Tuesday, October 18, 2016

A Post in Pictures: the cliffs of Britain and a river in Idaho

When I traveled to England with my friend Holly in April 2015, one of the last excursions we took was to the White Cliffs of Dover. There we hiked from a near sea level visitor's center and gift shop up the cliff trail past many sheep to a bright little tea room in a charming old lighthouse. On the way to and from that lighthouse my knee-high boots picked up a thick layer of the white dust from the cliffs and rested in it for some time, too, as we chatted with friendly Britons and watched some wild ponies in a hollow. Months after we returned home, I pulled out those boots to wear again as the fall weather grew cooler in Arizona and, lo and behold, the dust of Britain was still on them.

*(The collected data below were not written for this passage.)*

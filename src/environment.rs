//! # Environment
//!
//! The environment grades individuals and defines what "better" means. It wraps a
//! [`Challenge`] (the objective) together with an optimization [`Mode`].
//!
//! ## Ordering
//!
//! [`Environment::compare`] is a total order on individuals where `Greater` means
//! the first argument is better:
//!
//! 1. grades are compared with [`FitnessValue::compare`], reversed under
//!    [`Mode::Minimize`];
//! 2. equal grades rank the individual with the smaller id higher;
//! 3. `Equal` is returned only for the same individual.
//!
//! ## Memoization
//!
//! [`Environment::evaluate`] records the grade on the individual and tags it with the
//! environment's id. An individual tagged by this environment is never graded again.
//! Grading freezes the individual's genes.
//!
//! ```rust
//! use populus::environment::{Environment, Mode};
//! use populus::individual::{IdSequence, Individual};
//! use populus::representation::integer::IntegerGene;
//!
//! let environment = Environment::from_fn(Mode::Minimize, |genes: &[IntegerGene]| {
//!     genes.iter().map(|g| g.value().abs()).sum::<i64>()
//! });
//!
//! let ids = IdSequence::new();
//! let mut near = Individual::new(ids.next_id(), vec![IntegerGene::new(1)]);
//! let mut far = Individual::new(ids.next_id(), vec![IntegerGene::new(-9)]);
//! environment.evaluate(&mut near).unwrap();
//! environment.evaluate(&mut far).unwrap();
//!
//! assert!(environment.is_better(&near, &far));
//! ```

use std::cmp::Ordering;
use std::fmt;
use std::sync::atomic::{AtomicU64, Ordering as AtomicOrdering};
use std::sync::Arc;

use rayon::prelude::*;
use tracing::trace;

use crate::error::Result;
use crate::evolution::challenge::{Challenge, FnChallenge};
use crate::fitness::FitnessValue;
use crate::gene::Gene;
use crate::individual::Individual;

static NEXT_ENVIRONMENT_ID: AtomicU64 = AtomicU64::new(1);

/// Whether larger or smaller grades are better.
#[cfg_attr(feature = "serde", derive(serde::Serialize, serde::Deserialize))]
#[derive(Debug, Clone, Copy, PartialEq, Eq, Hash, Default)]
pub enum Mode {
    #[default]
    Maximize,
    Minimize,
}

impl Mode {
    /// Turns a raw grade ordering into a "better than" ordering.
    pub fn orient(self, ordering: Ordering) -> Ordering {
        match self {
            Mode::Maximize => ordering,
            Mode::Minimize => ordering.reverse(),
        }
    }
}

/// Identity of an environment, used to tag evaluated individuals.
#[derive(Debug, Clone, Copy, PartialEq, Eq, Hash)]
pub struct EnvironmentId(u64);

impl EnvironmentId {
    pub fn value(self) -> u64 {
        self.0
    }
}

/// Ranks a pair of graded candidates; smaller ids win ties.
pub(crate) fn rank<F: FitnessValue>(
    mode: Mode,
    (fitness_a, id_a): (&F, u64),
    (fitness_b, id_b): (&F, u64),
) -> Ordering {
    mode.orient(fitness_a.compare(fitness_b))
        .then_with(|| id_b.cmp(&id_a))
}

/// The grading context of a population.
pub struct Environment<G: Gene, F: FitnessValue> {
    id: EnvironmentId,
    mode: Mode,
    challenge: Arc<dyn Challenge<G, F>>,
    parallel_threshold: usize,
}

impl<G: Gene, F: FitnessValue> Environment<G, F> {
    pub fn new<C>(challenge: C, mode: Mode) -> Self
    where
        C: Challenge<G, F> + 'static,
    {
        Self {
            id: EnvironmentId(NEXT_ENVIRONMENT_ID.fetch_add(1, AtomicOrdering::Relaxed)),
            mode,
            challenge: Arc::new(challenge),
            parallel_threshold: 1,
        }
    }

    pub fn maximizing<C>(challenge: C) -> Self
    where
        C: Challenge<G, F> + 'static,
    {
        Self::new(challenge, Mode::Maximize)
    }

    pub fn minimizing<C>(challenge: C) -> Self
    where
        C: Challenge<G, F> + 'static,
    {
        Self::new(challenge, Mode::Minimize)
    }

    /// Builds an environment from a closure objective.
    pub fn from_fn<Func>(mode: Mode, objective: Func) -> Self
    where
        Func: Fn(&[G]) -> F + Send + Sync + 'static,
    {
        Self::new(FnChallenge(objective), mode)
    }

    /// Batches shorter than `threshold` are graded and mutated on the calling thread.
    pub fn with_parallel_threshold(mut self, threshold: usize) -> Self {
        self.parallel_threshold = threshold;
        self
    }

    pub fn id(&self) -> EnvironmentId {
        self.id
    }

    pub fn mode(&self) -> Mode {
        self.mode
    }

    pub fn parallel_threshold(&self) -> usize {
        self.parallel_threshold
    }

    /// Grades `genes` without touching any individual.
    pub fn score(&self, genes: &[G]) -> Result<F> {
        let fitness = self.challenge.score(genes);
        fitness.validate()?;
        Ok(fitness)
    }

    /// The grade this environment gives `individual`: the memoized one when the
    /// individual is tagged by this environment, a fresh computation otherwise.
    pub fn fitness_of(&self, individual: &Individual<G, F>) -> Result<F> {
        match individual.fitness() {
            Some(fitness) if individual.is_evaluated_by(self) => Ok(fitness.clone()),
            _ => self.score(individual.genes()),
        }
    }

    /// Grades `individual` unless it is already tagged by this environment.
    ///
    /// Afterwards the individual carries the grade and the environment's tag, and
    /// its genes are frozen.
    pub fn evaluate(&self, individual: &mut Individual<G, F>) -> Result<F> {
        if let (Some(fitness), true) = (individual.fitness(), individual.is_evaluated_by(self)) {
            return Ok(fitness.clone());
        }
        let fitness = self.score(individual.genes())?;
        individual.record_fitness(fitness.clone(), self.id);
        Ok(fitness)
    }

    /// Grades every individual not yet tagged by this environment.
    ///
    /// Large batches fan out over the rayon pool. The first failure is returned.
    pub fn evaluate_all(&self, individuals: &mut [Individual<G, F>]) -> Result<()> {
        trace!(batch = individuals.len(), "Evaluating batch");
        if individuals.len() >= self.parallel_threshold {
            individuals
                .par_iter_mut()
                .filter(|individual| !individual.is_evaluated_by(self))
                .try_for_each(|individual| self.evaluate(individual).map(|_| ()))
        } else {
            individuals
                .iter_mut()
                .filter(|individual| !individual.is_evaluated_by(self))
                .try_for_each(|individual| self.evaluate(individual).map(|_| ()))
        }
    }

    /// Orders grades: `Greater` when `a` is the better grade under this mode.
    pub fn compare_fitness(&self, a: &F, b: &F) -> Ordering {
        self.mode.orient(a.compare(b))
    }

    /// Total "better than" order on individuals.
    ///
    /// Individuals this environment has not graded are scored on the fly without
    /// being modified; a grade that fails validation still takes part through its
    /// total order.
    pub fn compare(&self, a: &Individual<G, F>, b: &Individual<G, F>) -> Ordering {
        if a.id() == b.id() {
            return Ordering::Equal;
        }
        let fitness_a = self.lenient_fitness(a);
        let fitness_b = self.lenient_fitness(b);
        rank(
            self.mode,
            (&fitness_a, a.id().value()),
            (&fitness_b, b.id().value()),
        )
    }

    /// The reverse of [`Environment::compare`]: `Greater` when `a` is worse.
    pub fn compare_inverse(&self, a: &Individual<G, F>, b: &Individual<G, F>) -> Ordering {
        self.compare(b, a)
    }

    pub fn is_better(&self, a: &Individual<G, F>, b: &Individual<G, F>) -> bool {
        self.compare(a, b) == Ordering::Greater
    }

    /// Whether `a` has a strictly better grade than `b`, ignoring identity.
    pub fn is_fitter(&self, a: &Individual<G, F>, b: &Individual<G, F>) -> bool {
        self.compare_fitness(&self.lenient_fitness(a), &self.lenient_fitness(b))
            == Ordering::Greater
    }

    /// The best of `individuals` under [`Environment::compare`].
    pub fn best_of<'a, I>(&self, individuals: I) -> Option<&'a Individual<G, F>>
    where
        I: IntoIterator<Item = &'a Individual<G, F>>,
    {
        individuals
            .into_iter()
            .max_by(|a, b| self.compare(a, b))
    }

    fn lenient_fitness(&self, individual: &Individual<G, F>) -> F {
        match individual.fitness() {
            Some(fitness) if individual.is_evaluated_by(self) => fitness.clone(),
            _ => self.challenge.score(individual.genes()),
        }
    }
}

impl<G: Gene, F: FitnessValue> Clone for Environment<G, F> {
    fn clone(&self) -> Self {
        Self {
            id: self.id,
            mode: self.mode,
            challenge: Arc::clone(&self.challenge),
            parallel_threshold: self.parallel_threshold,
        }
    }
}

impl<G: Gene, F: FitnessValue> fmt::Debug for Environment<G, F> {
    fn fmt(&self, f: &mut fmt::Formatter<'_>) -> fmt::Result {
        f.debug_struct("Environment")
            .field("id", &self.id)
            .field("mode", &self.mode)
            .field("parallel_threshold", &self.parallel_threshold)
            .finish_non_exhaustive()
    }
}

My shoes knew where I had been, and they carried crystalline memories. I almost didn't brush off those boots, but I figured I'd just be tracking Dover everywhere.

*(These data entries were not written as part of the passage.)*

//! # Differential mutation
//!
//! Every locus of the donor is set to `base + factor * sum(x_a - x_b)` over
//! `differences` pairs of distinct population members, then saturated into the
//! locus's bounds.

use crate::breeding::{Context, Mutator, Probability};
use crate::error::{GeneticError, OptionExt, Result};
use crate::fitness::FitnessValue;
use crate::gene::Bounded;
use crate::individual::Individual;
use crate::rng::ThreadLocalRng;

/// Which population member the perturbation starts from.
#[cfg_attr(feature = "serde", derive(serde::Serialize, serde::Deserialize))]
#[derive(Debug, Clone, Copy, PartialEq, Eq, Default)]
pub enum BaseVector {
    /// The population's current best (DE/best).
    #[default]
    Best,
    /// A random member distinct from the difference members (DE/rand).
    Random,
}

/// `base + factor * sum(a - b)`.
pub fn perturb(base: f64, pairs: &[(f64, f64)], factor: f64) -> f64 {
    base + factor * pairs.iter().map(|(a, b)| a - b).sum::<f64>()
}

#[derive(Debug, Clone)]
pub struct DifferentialMutator {
    base: BaseVector,
    differences: usize,
    factor: f64,
}

impl DifferentialMutator {
    pub fn new(base: BaseVector, differences: usize, factor: f64) -> Result<Self> {
        if differences == 0 {
            return Err(GeneticError::Configuration(
                "Differential mutation needs at least one difference".to_string(),
            ));
        }
        if !factor.is_finite() {
            return Err(GeneticError::Configuration(format!(
                "Perturbation factor must be finite, got {factor}"
            )));
        }
        Ok(Self {
            base,
            differences,
            factor,
        })
    }

    /// DE/best/`differences`.
    pub fn best(differences: usize, factor: f64) -> Result<Self> {
        Self::new(BaseVector::Best, differences, factor)
    }

    /// DE/rand/`differences`.
    pub fn random(differences: usize, factor: f64) -> Result<Self> {
        Self::new(BaseVector::Random, differences, factor)
    }

    pub fn differences(&self) -> usize {
        self.differences
    }

    pub fn factor(&self) -> f64 {
        self.factor
    }

    pub fn base(&self) -> BaseVector {
        self.base
    }

    fn members_needed(&self) -> usize {
        match self.base {
            BaseVector::Best => 2 * self.differences,
            BaseVector::Random => 2 * self.differences + 1,
        }
    }
}

impl<G, F> Mutator<G, F> for DifferentialMutator
where
    G: Bounded<Value = f64>,
    F: FitnessValue,
{
    /// Every donor is perturbed.
    fn probability(&self) -> Probability {
        Probability::ONE
    }

    fn mutate(&self, individual: &mut Individual<G, F>, context: &Context<'_, G, F>) -> Result<()> {
        let population = context.population();
        let indices = ThreadLocalRng::sample_indices(population.len(), self.members_needed())?;
        let base = match self.base {
            BaseVector::Best => population
                .best()
                .ok_or_else_genetic(|| GeneticError::EmptyPopulation)?,
            BaseVector::Random => population.get(indices[2 * self.differences])?,
        };
        let members = indices[..2 * self.differences]
            .iter()
            .map(|&index| population.get(index))
            .collect::<Result<Vec<_>>>()?;

        let mut pairs = Vec::with_capacity(self.differences);
        for locus in 0..individual.len() {
            pairs.clear();
            for pair in members.chunks(2) {
                pairs.push((pair[0].gene(locus)?.value(), pair[1].gene(locus)?.value()));
            }
            let value = perturb(base.gene(locus)?.value(), &pairs, self.factor);
            individual.gene_mut(locus)?.saturate(value)?;
        }
        Ok(())
    }
}

#[cfg(test)]
mod tests {
    use super::*;
    use crate::environment::{Environment, Mode};
    use crate::individual::IdSequence;
    use crate::population::{Population, UnorderedPopulation};
    use crate::representation::real::{next_below, RealGene};
    use std::sync::Arc;

    type Vector = Individual<RealGene, f64>;

    fn environment() -> Arc<Environment<RealGene, f64>> {
        Arc::new(Environment::from_fn(Mode::Maximize, |genes: &[RealGene]| {
            genes.iter().map(|g| g.value()).sum()
        }))
    }

    fn vector(ids: &IdSequence, values: &[f64]) -> Vector {
        let genes = values
            .iter()
            .map(|&v| RealGene::bounded(v, 0.0, 10.0).unwrap())
            .collect();
        Individual::new(ids.next_id(), genes)
    }

    #[test]
    fn test_perturb() {
        assert_eq!(perturb(9.0, &[(9.0, 1.0)], 0.375), 12.0);
        assert_eq!(perturb(1.0, &[(2.0, 1.0), (5.0, 3.0)], 0.5), 2.5);
        assert_eq!(perturb(4.0, &[], 0.8), 4.0);
    }

    #[test]
    fn test_overflow_saturates_below_upper_bound() {
        let mut gene = RealGene::bounded(0.0, 0.0, 10.0).unwrap();
        gene.saturate(perturb(9.0, &[(9.0, 1.0)], 0.375)).unwrap();
        assert_eq!(gene.value(), next_below(10.0));
        assert!(gene.value() < 10.0);
    }

    #[test]
    fn test_best_base_mutation_stays_in_bounds() {
        let ids = IdSequence::new();
        let environment = environment();
        let mut population = UnorderedPopulation::new(Arc::clone(&environment));
        population
            .add_all(vec![vector(&ids, &[9.5]), vector(&ids, &[0.5])])
            .unwrap();
        let context = Context::new(&environment, &mut population, &ids);

        let mutator = DifferentialMutator::best(1, 1.0).unwrap();
        for _ in 0..20 {
            let mut donor = vector(&ids, &[0.0]);
            mutator.mutate(&mut donor, &context).unwrap();
            // 9.5 + (9.5 - 0.5) overflows, 9.5 + (0.5 - 9.5) lands on 0.5.
            let value = donor.genes()[0].value();
            assert!(value == next_below(10.0) || value == 0.5, "got {value}");
        }
    }

    #[test]
    fn test_random_base_needs_enough_members() {
        let ids = IdSequence::new();
        let environment = environment();
        let mut population = UnorderedPopulation::new(Arc::clone(&environment));
        population
            .add_all(vec![vector(&ids, &[1.0]), vector(&ids, &[2.0])])
            .unwrap();
        let context = Context::new(&environment, &mut population, &ids);

        let mutator = DifferentialMutator::random(1, 0.5).unwrap();
        let mut donor = vector(&ids, &[0.0]);
        assert!(matches!(
            mutator.mutate(&mut donor, &context),
            Err(GeneticError::IllegalState(_))
        ));
    }

    #[test]
    fn test_random_base_uses_members() {
        let ids = IdSequence::new();
        let environment = environment();
        let mut population = UnorderedPopulation::new(Arc::clone(&environment));
        population
            .add_all((0..3).map(|_| vector(&ids, &[3.0, 7.0])).collect())
            .unwrap();
        let context = Context::new(&environment, &mut population, &ids);

        let mutator = DifferentialMutator::random(1, 0.9).unwrap();
        let mut donor = vector(&ids, &[0.0, 0.0]);
        mutator.mutate(&mut donor, &context).unwrap();
        let values: Vec<f64> = donor.genes().iter().map(|g| g.value()).collect();
        assert_eq!(values, vec![3.0, 7.0]);
    }

    #[test]
    fn test_constructor_validation() {
        assert!(DifferentialMutator::best(0, 0.5).is_err());
        assert!(DifferentialMutator::random(1, f64::NAN).is_err());
        let mutator = DifferentialMutator::best(2, 0.7).unwrap();
        assert_eq!(mutator.differences(), 2);
        assert_eq!(mutator.base(), BaseVector::Best);
        assert_eq!(
            Mutator::<RealGene, f64>::probability(&mutator),
            Probability::ONE
        );
    }
}
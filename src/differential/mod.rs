//! # Differential evolution
//!
//! Operators for real-valued differential evolution. Mutation builds donor
//! vectors from scaled population differences; recombination mixes each donor
//! with a randomly chosen target and keeps the better of trial and target, so
//! the replacement step of DE happens inside the recombinator.

pub mod mutation;
pub mod recombination;

pub use mutation::{BaseVector, DifferentialMutator};
pub use recombination::{BinomialRecombinator, ExponentialRecombinator};
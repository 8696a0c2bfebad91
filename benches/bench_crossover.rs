use criterion::{black_box, criterion_group, criterion_main, BenchmarkId, Criterion};
use rand::rngs::StdRng;
use rand::seq::SliceRandom;
use rand::SeedableRng;

use populus::{
    breeding::crossover::{discrete, one_point, one_point_no_repeat},
    differential::recombination::exponential,
    representation::permutation::{pmx, PermutationGene},
};

fn permutation(len: usize, rng: &mut StdRng) -> Vec<PermutationGene> {
    let mut genes: Vec<PermutationGene> = (0..len as i64).map(PermutationGene::new).collect();
    genes.shuffle(rng);
    genes
}

fn bench_permutation_crossover(c: &mut Criterion) {
    let mut group = c.benchmark_group("permutation_crossover");
    let mut rng = StdRng::seed_from_u64(42);

    for len in [10, 100, 1000].iter() {
        let first = permutation(*len, &mut rng);
        let second = permutation(*len, &mut rng);
        let (start, end) = (len / 4, 3 * len / 4);

        group.bench_with_input(BenchmarkId::new("pmx", len), len, |b, _| {
            b.iter(|| pmx(black_box(&first), black_box(&second), start, end))
        });

        group.bench_with_input(BenchmarkId::new("one_point_no_repeat", len), len, |b, _| {
            b.iter(|| one_point_no_repeat(black_box(&first), black_box(&second), len / 2))
        });
    }

    group.finish();
}

fn bench_vector_crossover(c: &mut Criterion) {
    let mut group = c.benchmark_group("vector_crossover");
    let mut rng = StdRng::seed_from_u64(7);

    for len in [10, 100, 1000].iter() {
        let first: Vec<f64> = (0..*len).map(|i| i as f64).collect();
        let second: Vec<f64> = (0..*len).map(|i| -(i as f64)).collect();

        group.bench_with_input(BenchmarkId::new("one_point", len), len, |b, _| {
            b.iter(|| one_point(black_box(&first), black_box(&second), len / 2))
        });

        group.bench_with_input(BenchmarkId::new("discrete", len), len, |b, _| {
            b.iter(|| discrete(black_box(&first), black_box(&second), 0.5, &mut rng))
        });

        group.bench_with_input(BenchmarkId::new("exponential", len), len, |b, _| {
            b.iter(|| exponential(black_box(&first), black_box(&second), 0.9, &mut rng))
        });
    }

    group.finish();
}

criterion_group!(benches, bench_permutation_crossover, bench_vector_crossover);
criterion_main!(benches);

Recently, new suede Puma tennis shoes of mine picked up memories as my family and I hiked and climbed a little way along the Payette River in Idaho.

We went to Idaho to see family and saw more family in that state than my children even knew we had - the appearance of some of those dear relatives completely unexpected. 

Then, on a day when we didn't have much planned and I was begging my husband to be serendipitous, we drove up past Black Canyon Dam, searching for a place to experience some Idaho country. We pulled off the road at a spot where we practically slid down a slope of dry pine needles to river rocks, and there my kids and I scrambled all over the place, watching the intermittent white water and listening to its rhythm. On a huge sloped boulder, I laid down on my belly in the sunshine, slowly sliding down toward the white sand at its base, that same light sand that is now embedded in my shoes.

I may not brush off these shoes. Sometimes you have to go home again to realize it's home. I lived in Idaho for most of my teenage years - camping, fishing, spending holidays and ordinary days with relatives - but I don't believe I really appreciated it til I brought my own little family back with me.

With these dusty sneakers, I can carry home with me wherever I go.

And I believe my tall brown boots still have a bit of Dover on them, too.